Melihat kejadian ini, orang-orang khawarij yang semula menyetujui adanya tahkim, mereka beralih pendirian, merasa dikecewakan sekali. Tahkim dianggap sebagai dosa besar, bukan mencari penyelesaian ummat. Karena itu mereka meminta kepada Sayyidina Ali agar segera bertaubat dari dosa besar ini. Dia menjadi kafir karena menerima tahkim, sebagaimana orang-orang khawarij sendiri juga menjadi kafir, hanya saja mereka segera bertaubat.
Sampai sekarang, Khawarij masih terdapat di Tropoli Barat, Al-Jazair, Pulau Zanzibar Oman di Jazirah Arab, dengan jumlah seluruhnya hanya sekitar 25.000 orang saja.
Harun Nasution (1986 : 22) berpendapat bahwa pada mulanya kaum khawarij merupakan golongan yang tidak mau turut campur dalam pertentangan-pertentangan yang terjadi ketia itu dan mengambil sikap menyerahkan penentuan hukum kafir atau tidak kafirnya orang yang bertentangan itu kepada Tuhan.

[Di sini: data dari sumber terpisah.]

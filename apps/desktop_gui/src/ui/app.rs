use std::path::PathBuf;

use client_core::{Settings, TriggerState, UsersView};
use crossbeam_channel::{Receiver, Sender};
use eframe::egui;
use shared::domain::EMAIL_FIELD;

use crate::backend_bridge::commands::BackendCommand;
use crate::controller::events::UiEvent;
use crate::controller::orchestration::dispatch_backend_command;

const DATABASE_FILE: &str = "panel.db";
const ERROR_COLOR: egui::Color32 = egui::Color32::from_rgb(220, 80, 80);

#[derive(Debug, Clone, Default)]
pub struct StartupConfig {
    pub data_dir: Option<PathBuf>,
}

#[derive(Debug, Clone)]
pub struct AppPaths {
    pub data_root: PathBuf,
    pub db_path: PathBuf,
}

impl AppPaths {
    /// `None` when the database url was configured explicitly and no data
    /// dir was given on the command line.
    pub fn resolve(startup: &StartupConfig, settings: &Settings) -> anyhow::Result<Option<Self>> {
        let root = match &startup.data_dir {
            Some(dir) => dir.clone(),
            None if settings.database_url == Settings::default().database_url => {
                let base = dirs::data_local_dir()
                    .ok_or_else(|| anyhow::anyhow!("unable to resolve local app data dir"))?;
                base.join("practice_panel")
            }
            None => return Ok(None),
        };

        Ok(Some(Self {
            db_path: root.join(DATABASE_FILE),
            data_root: root,
        }))
    }

    pub fn database_url(&self) -> String {
        format!(
            "sqlite://{}",
            self.db_path.to_string_lossy().replace('\\', "/")
        )
    }
}

/// Everything the panel draws, rebuilt only from backend events and local
/// form edits.
#[derive(Debug, Clone)]
pub struct PanelState {
    pub dark_mode: bool,
    pub count: i64,
    pub trigger: TriggerState,
    pub users: Option<UsersView>,
    pub invalid_notice: Option<String>,
    pub form_name: String,
    pub form_email: String,
    pub status: String,
}

impl Default for PanelState {
    fn default() -> Self {
        Self {
            dark_mode: false,
            count: 0,
            trigger: TriggerState::idle(),
            users: None,
            invalid_notice: None,
            form_name: String::new(),
            form_email: String::new(),
            status: String::new(),
        }
    }
}

impl PanelState {
    pub fn apply(&mut self, event: UiEvent) {
        match event {
            UiEvent::DarkModeApplied(enabled) => self.dark_mode = enabled,
            UiEvent::CountChanged(value) => self.count = value,
            UiEvent::TriggerChanged(trigger) => self.trigger = trigger,
            UiEvent::UsersReplaced(view) => self.users = Some(view),
            UiEvent::InvalidSubmission(message) => self.invalid_notice = Some(message),
            UiEvent::FormReset => {
                self.form_name.clear();
                self.form_email.clear();
                self.invalid_notice = None;
            }
            UiEvent::Info(message) => self.status = message,
            UiEvent::Error(message) => self.status = format!("Error: {message}"),
        }
    }

    pub fn form_fields(&self) -> Vec<(String, String)> {
        vec![
            ("name".to_string(), self.form_name.clone()),
            (EMAIL_FIELD.to_string(), self.form_email.clone()),
        ]
    }
}

pub fn theme_toggle_label(dark_mode: bool) -> &'static str {
    if dark_mode {
        "Light mode"
    } else {
        "Dark mode"
    }
}

pub struct PanelApp {
    cmd_tx: Sender<BackendCommand>,
    ui_rx: Receiver<UiEvent>,
    state: PanelState,
    applied_dark_mode: Option<bool>,
}

impl PanelApp {
    pub fn new(cmd_tx: Sender<BackendCommand>, ui_rx: Receiver<UiEvent>) -> Self {
        Self {
            cmd_tx,
            ui_rx,
            state: PanelState::default(),
            applied_dark_mode: None,
        }
    }

    fn queue(&mut self, cmd: BackendCommand) {
        dispatch_backend_command(&self.cmd_tx, cmd, &mut self.state.status);
    }

    fn process_ui_events(&mut self) {
        while let Ok(event) = self.ui_rx.try_recv() {
            self.state.apply(event);
        }
    }

    fn apply_theme_if_needed(&mut self, ctx: &egui::Context) {
        if self.applied_dark_mode == Some(self.state.dark_mode) {
            return;
        }
        let visuals = if self.state.dark_mode {
            egui::Visuals::dark()
        } else {
            egui::Visuals::light()
        };
        ctx.set_visuals(visuals);
        self.applied_dark_mode = Some(self.state.dark_mode);
    }

    fn show_header(&mut self, ctx: &egui::Context) {
        egui::TopBottomPanel::top("header").show(ctx, |ui| {
            ui.horizontal(|ui| {
                ui.heading("Practice Panel");
                ui.with_layout(egui::Layout::right_to_left(egui::Align::Center), |ui| {
                    if ui
                        .button(theme_toggle_label(self.state.dark_mode))
                        .clicked()
                    {
                        self.queue(BackendCommand::ToggleTheme);
                    }
                });
            });
        });
    }

    fn show_counter(&mut self, ui: &mut egui::Ui) {
        ui.heading("Counter");
        ui.horizontal(|ui| {
            if ui.button("-").clicked() {
                self.queue(BackendCommand::Decrement);
            }
            ui.monospace(self.state.count.to_string());
            if ui.button("+").clicked() {
                self.queue(BackendCommand::Increment);
            }
        });
    }

    fn show_users(&mut self, ui: &mut egui::Ui) {
        ui.heading("Users");
        let trigger = egui::Button::new(self.state.trigger.label.as_str());
        if ui.add_enabled(self.state.trigger.enabled, trigger).clicked() {
            self.queue(BackendCommand::LoadUsers);
        }

        egui::ScrollArea::vertical()
            .max_height(240.0)
            .auto_shrink([false, true])
            .show(ui, |ui| match &self.state.users {
                Some(UsersView::Users(users)) => {
                    for user in users {
                        ui.strong(&user.name);
                        ui.label(format!("Email: {}", user.email));
                        ui.add_space(4.0);
                    }
                }
                Some(UsersView::Error(line)) => {
                    ui.colored_label(ERROR_COLOR, line);
                }
                None => {
                    ui.weak("No users loaded");
                }
            });
    }

    fn show_form(&mut self, ui: &mut egui::Ui) {
        ui.heading("Demo form");
        ui.add(egui::TextEdit::singleline(&mut self.state.form_name).hint_text("Name"));
        ui.add(egui::TextEdit::singleline(&mut self.state.form_email).hint_text("Email"));
        if ui.button("Submit").clicked() {
            self.state.invalid_notice = None;
            let fields = self.state.form_fields();
            self.queue(BackendCommand::SubmitForm { fields });
        }
        if let Some(notice) = &self.state.invalid_notice {
            ui.colored_label(ERROR_COLOR, notice);
        }
    }
}

impl eframe::App for PanelApp {
    fn update(&mut self, ctx: &egui::Context, _frame: &mut eframe::Frame) {
        self.process_ui_events();
        self.apply_theme_if_needed(ctx);

        self.show_header(ctx);
        egui::TopBottomPanel::bottom("status").show(ctx, |ui| {
            ui.small(self.state.status.as_str());
        });
        egui::CentralPanel::default().show(ctx, |ui| {
            self.show_counter(ui);
            ui.separator();
            self.show_users(ui);
            ui.separator();
            self.show_form(ui);
        });

        ctx.request_repaint_after(std::time::Duration::from_millis(100));
    }
}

Ajaran-ajaran pokok Khawarij adalah khilafah, dosa dan iman. Apabila firqah Syi’ah berpendapat bahwa khilafah itu bersifat waratsah, yaitu warisan turun-temurun, dan demikian pula yang terjadi kemudian khilafah-khilafah bani Umayyah dan Bani Abbasiyyah, maka berbeda sama sekali pendirian Khawarij ini tentang khilafah. Mereka menghendaki kedudukan khalifah dipilih secara demokratis melalui pemilihan bebas.
2. Kaum Murjiah
Murji’ah berasal dari bahasa Arab أرجى يرجى ارجا yang berarti menunda ; atau dari kata رجا يرجو رجاء yang berarti mengharapkan. Murjiah adalah bentuk isim fail dari kata tersebut diatas, berarti orang yang menunda atau orang yang mengharapkan. Dalam arti yang pertama dimaksudkan berarti golongan atau faham yang menanggungkan keputusan sesuatu hal (mulanya, persoalan orang yang berbuat dosa besar) nanti dikelak kemudian hari disisi Allah. Sedang pengertian dalam arti yang kedua, dimaksud dengan Murjiah ialah golongan yang mengharapkan ampunan dari Tuhan atas kesalahan dan dosanya (asal persoalannya adalah orang mukmin yang berbuat dosa besar, mati sebelum ia bertobat).
Golongan Murjiah, sebagaimana halnya golongan Khawarij, juga lahir karena didahului oleh persoalan politik, yaitu persoalan imamah yang berakibat terjadinya pertumpahan darah, sehingga timbul persoalan bagaimana hukum yang berbuat dosa besar karena membunuh orang tanpa sebab yang dibenarkan. Apakah ia masih tetap mukmin atau sudah menjadi kafir sebagaimana pendapat golongan Khawarij, jika ia mati belum berbuat tobat.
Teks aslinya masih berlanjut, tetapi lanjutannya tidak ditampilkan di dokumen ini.